In this talk, Indhu will explain how she and colleagues at have been using laboratory measurements and machine learning techniques at the PSL to understand the surface mineralogy of Mercury and prepare for analysis of data collected by MERTIS during BepiColombo’s mission.

About Indhu Varatharajan

Indhu Varatharajan is from a southern state of India called Tamil Nadu. She did a bachelors in Geoinformatics Engineering at the College of Engineering Guindy (CEG) in the capital city, Chennai. She travelled to London for her Masters in Planetary Science at University College London (UCL), funded by a Commonwealth fellowship.

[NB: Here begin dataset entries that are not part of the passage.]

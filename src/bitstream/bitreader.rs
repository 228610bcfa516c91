//! BitReader: reads a block payload one bit at a time, most significant bit first.
//!
//! Blocks are framed with their byte length, so the payload is always fully in memory before
//! we start on it. The reader simply walks the slice.

const BIT_MASK: u8 = 0xff;

/// Reads bits from a packed byte slice.
#[derive(Debug, Clone)]
pub struct BitReader<'a> {
    buffer: &'a [u8],
    cursor: usize,
    bit_index: usize,
}

impl<'a> BitReader<'a> {
    pub fn new(buffer: &'a [u8]) -> Self {
        Self {
            buffer,
            cursor: 0,
            bit_index: 0,
        }
    }

    /// Return bit as Option<u64> (1 or 0), or None if there is no more data to read
    pub fn bit(&mut self) -> Option<u64> {
        let byte = *self.buffer.get(self.cursor)?;
        let bit = (byte & BIT_MASK >> self.bit_index) >> (7 - self.bit_index);
        self.bit_index += 1;
        self.bit_index %= 8;
        if self.bit_index == 0 {
            self.cursor += 1;
        }
        Some(bit as u64)
    }

    /// Bits not yet read.
    pub fn bits_left(&self) -> usize {
        (self.buffer.len() - self.cursor) * 8 - self.bit_index
    }

    /// Debugging function. Report current position in the buffer.
    pub fn loc(&self) -> String {
        format!("[{}.{}]", self.cursor, self.bit_index)
    }
}

#[cfg(test)]
mod test {
    use super::BitReader;

    #[test]
    fn basic_test() {
        let x = [0b10000001_u8];
        let mut br = BitReader::new(&x);
        assert_eq!(br.bit(), Some(1));
        for _ in 0..6 {
            assert_eq!(br.bit(), Some(0));
        }
        assert_eq!(br.bit(), Some(1));
        assert_eq!(br.bit(), None);
    }

    #[test]
    fn loc_test() {
        let x = "Hello, world!".as_bytes();
        let mut br = BitReader::new(x);
        for _ in 0..41 {
            br.bit();
        }
        assert_eq!(br.loc(), "[5.1]");
        assert_eq!(br.bits_left(), 13 * 8 - 41);
    }

    #[test]
    fn empty_test() {
        let mut br = BitReader::new(&[]);
        assert_eq!(br.bits_left(), 0);
        assert_eq!(br.bit(), None);
    }
}
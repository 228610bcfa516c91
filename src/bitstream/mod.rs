//! The bitstream module is the bit level I/O for block payloads.
//!
//! The packer appends codes most significant bit first and pads the last byte with zeros. The
//! reader hands those bits back one at a time. Neither knows where a block's real data stops;
//! the block's original length decides that.
pub mod bitpacker;
pub mod bitreader;
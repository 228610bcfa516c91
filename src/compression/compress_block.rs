use log::{debug, trace};

use crate::bitstream::bitpacker::BitPacker;
use crate::error::Result;
use crate::huffman_coding::code_table::CodeTable;
use crate::tools::chunker::symbols;

/// Called by compress, this codes one chunk of input and returns the packed payload.
/// The final byte is flushed as is; its spare low bits are zero and mean nothing.
pub fn compress_block(table: &CodeTable, data: &[u8], seq: usize) -> Result<Vec<u8>> {
    let mut bw = BitPacker::new(data.len());
    for symbol in symbols(data, table.width()) {
        let code = table.encode(&symbol)?;
        bw.out_code(&code);
    }
    trace!("Block {} coded, bit stream at {}.", seq, bw.loc());
    bw.flush();
    debug!(
        "Block {}: {} bytes in, {} bytes out ({} bits in the last byte).",
        seq,
        data.len(),
        bw.output.len(),
        if bw.last_bits == 0 { 8 } else { bw.last_bits }
    );
    Ok(bw.output)
}

#[cfg(test)]
mod test {
    use super::*;
    use crate::error::HcError;
    use crate::huffman_coding::code::Code;
    use crate::tools::options::Backend;

    fn table(entries: &[(u64, u8, &[u8])], width: usize) -> CodeTable {
        let entries = entries
            .iter()
            .map(|&(raw, len, sym)| (Code::from_raw(raw, len).unwrap(), sym.to_vec()))
            .collect();
        CodeTable::from_entries(width, Backend::Auto, entries).unwrap()
    }

    #[test]
    fn scenario_a_test() {
        // A = 1, B = 0: ABAA -> 1011 then padding
        let t = table(&[(1, 1, &b"A"[..]), (0, 1, &b"B"[..])], 1);
        assert_eq!(compress_block(&t, b"ABAA", 1).unwrap(), [0b1011_0000]);
    }

    #[test]
    fn padded_symbol_test() {
        let t = table(&[(0, 1, &[0x01, 0x02][..]), (1, 1, &[0x03, 0x00][..])], 2);
        assert_eq!(compress_block(&t, &[0x01, 0x02, 0x03], 1).unwrap(), [0b0100_0000]);
    }

    #[test]
    fn empty_block_test() {
        let t = table(&[(0, 1, &b"A"[..])], 1);
        assert!(compress_block(&t, b"", 1).unwrap().is_empty());
    }

    #[test]
    fn lookup_miss_test() {
        let t = table(&[(0, 1, &b"A"[..])], 1);
        assert!(matches!(compress_block(&t, b"AAB", 1), Err(HcError::LookupMiss(_))));
    }
}
//! The container header. Big-endian throughout:
//!
//! ```text
//! u32 header length in bytes, counting these four
//! u32 symbol width N
//! u64 declared original size (informational)
//! repeated to the end of the header:
//!     u64 packed code word
//!     u8[N] symbol
//! ```
//!
//! The header alone rebuilds the decode table. Entries are written in ascending symbol order.

use std::io::{self, Read, Write};

use log::{debug, error};

use crate::error::{HcError, Result};
use crate::huffman_coding::code::Code;
use crate::huffman_coding::code_table::CodeTable;
use crate::tools::options::Backend;

/// Length of the fixed part of the header.
pub const HEADER_FIXED_LEN: usize = 16;

/// A parsed header.
#[derive(Debug, Clone)]
pub struct Header {
    pub table: CodeTable,
    pub declared_size: u64,
    /// Bytes taken on the stream.
    pub byte_len: usize,
}

/// Serialize the code table (only the codes in use) into a header.
pub fn serialize_header(table: &CodeTable, declared_size: u64) -> Result<Vec<u8>> {
    let width = table.width();
    let total = HEADER_FIXED_LEN + table.len() * (8 + width);
    let header_len = u32::try_from(total)
        .map_err(|_| HcError::Capacity(format!("header of {} bytes does not fit a u32", total)))?;
    let width_field = u32::try_from(width)
        .map_err(|_| HcError::Capacity(format!("symbol width {} does not fit a u32", width)))?;

    let mut out = Vec::with_capacity(total);
    out.extend_from_slice(&header_len.to_be_bytes());
    out.extend_from_slice(&width_field.to_be_bytes());
    out.extend_from_slice(&declared_size.to_be_bytes());
    for (code, symbol) in table.entries() {
        out.extend_from_slice(&code.packed().to_be_bytes());
        out.extend_from_slice(symbol);
    }
    debug!(
        "Header is {} bytes: width {}, {} codes, declared size {}.",
        out.len(),
        width,
        table.len(),
        declared_size
    );
    Ok(out)
}

/// Parse a complete header held in memory.
pub fn parse_header(bytes: &[u8], backend: Backend) -> Result<Header> {
    if bytes.len() < HEADER_FIXED_LEN {
        return Err(format_error(format!(
            "header is {} bytes, needs at least {}",
            bytes.len(),
            HEADER_FIXED_LEN
        )));
    }
    let header_len = be_u32(&bytes[0..4]) as usize;
    if header_len != bytes.len() {
        return Err(format_error(format!(
            "header claims {} bytes but {} were given",
            header_len,
            bytes.len()
        )));
    }
    let width = be_u32(&bytes[4..8]) as usize;
    if width == 0 {
        return Err(format_error("header has a symbol width of zero".to_string()));
    }
    let declared_size = be_u64(&bytes[8..16]);

    let body = &bytes[HEADER_FIXED_LEN..];
    let entry_len = 8 + width;
    if body.len() % entry_len != 0 {
        return Err(format_error(format!(
            "{} header bytes do not divide into {} byte entries",
            body.len(),
            entry_len
        )));
    }
    let entries = body
        .chunks_exact(entry_len)
        .map(|entry| -> Result<(Code, Vec<u8>)> {
            Ok((Code::from_packed(be_u64(&entry[..8]))?, entry[8..].to_vec()))
        })
        .collect::<Result<Vec<_>>>()?;

    let table = CodeTable::from_entries(width, backend, entries)?;
    debug!(
        "Read header: width {}, {} codes, declared size {}.",
        width,
        table.len(),
        declared_size
    );
    Ok(Header {
        table,
        declared_size,
        byte_len: header_len,
    })
}

/// Read and parse the header from the front of a stream.
pub fn read_header<R: Read>(source: &mut R, backend: Backend) -> Result<Header> {
    let mut len_field = [0_u8; 4];
    read_exact_or_format(source, &mut len_field, "header length")?;
    let header_len = u32::from_be_bytes(len_field) as usize;
    if header_len < HEADER_FIXED_LEN {
        return Err(format_error(format!(
            "header length {} is shorter than {}",
            header_len, HEADER_FIXED_LEN
        )));
    }
    // Never allocate on the word of a length field; read what is really there.
    let mut bytes = len_field.to_vec();
    source
        .by_ref()
        .take((header_len - 4) as u64)
        .read_to_end(&mut bytes)?;
    if bytes.len() != header_len {
        return Err(format_error(format!(
            "header truncated: {} of {} bytes",
            bytes.len(),
            header_len
        )));
    }
    parse_header(&bytes, backend)
}

/// read_exact, with a short read reported as a format error.
pub(crate) fn read_exact_or_format<R: Read + ?Sized>(
    source: &mut R,
    buf: &mut [u8],
    what: &str,
) -> Result<()> {
    match source.read_exact(buf) {
        Ok(()) => Ok(()),
        Err(e) if e.kind() == io::ErrorKind::UnexpectedEof => {
            Err(format_error(format!("unexpected end of input reading {}", what)))
        }
        Err(e) => Err(e.into()),
    }
}

pub(crate) fn format_error(msg: String) -> HcError {
    error!("Fatal error: {}", msg);
    HcError::Format(msg)
}

fn be_u32(b: &[u8]) -> u32 {
    u32::from_be_bytes([b[0], b[1], b[2], b[3]])
}

fn be_u64(b: &[u8]) -> u64 {
    u64::from_be_bytes([b[0], b[1], b[2], b[3], b[4], b[5], b[6], b[7]])
}

/// Write the header for a table.
pub fn write_header<W: Write + ?Sized>(
    sink: &mut W,
    table: &CodeTable,
    declared_size: u64,
) -> Result<usize> {
    let bytes = serialize_header(table, declared_size)?;
    sink.write_all(&bytes)?;
    Ok(bytes.len())
}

Her background in Geoinformatics and major in Planetary Science paved the way for her to work on an exciting opportunity (via a DLR/DAAD funded project) to evaluate new spectral analysis techniques to study the hot surface of Mercury with the MERTIS (MErcury Radiometer and Thermal infrared Imaging Spectrometer) instrument onboard ESA/JAXA’s BepiColombo mission. MERTIS will be the first instrument to image the emissivity of Mercury surface in a hyperspectral mode at mid-infrared (MIR) spectral range. MERTIS will map the Mercury at the spatial resolution of 500m/pixel and spectral resolution of 200nm.

As BepiColombo will reach Mercury orbit in 2025, Indhu’s PhD work has focused on a variety of aspects of MERTIS data science such as:

  1. Building the specialised spectral library at Planetary Spectroscopy Laboratory (PSL) where the analogue materials are measured for their emissivity at hot Mercury surface conditions
  2. Machine learning approach to separate out mixed spectra in available medium-infrared telescope spectra of Mercury using this specialised spectral library
  3. Data mining of synthetic MERTIS images constructed using the specialised library.

Indhu is currently pursuing her second year PhD at German Aerospace Center (DLR), Berlin. She is also the Chair of Europlanet Early Career (EPEC) Committee, which through the EPEC network aims to build a stronger community of early career researchers and future leaders of planetary exploration within Europe.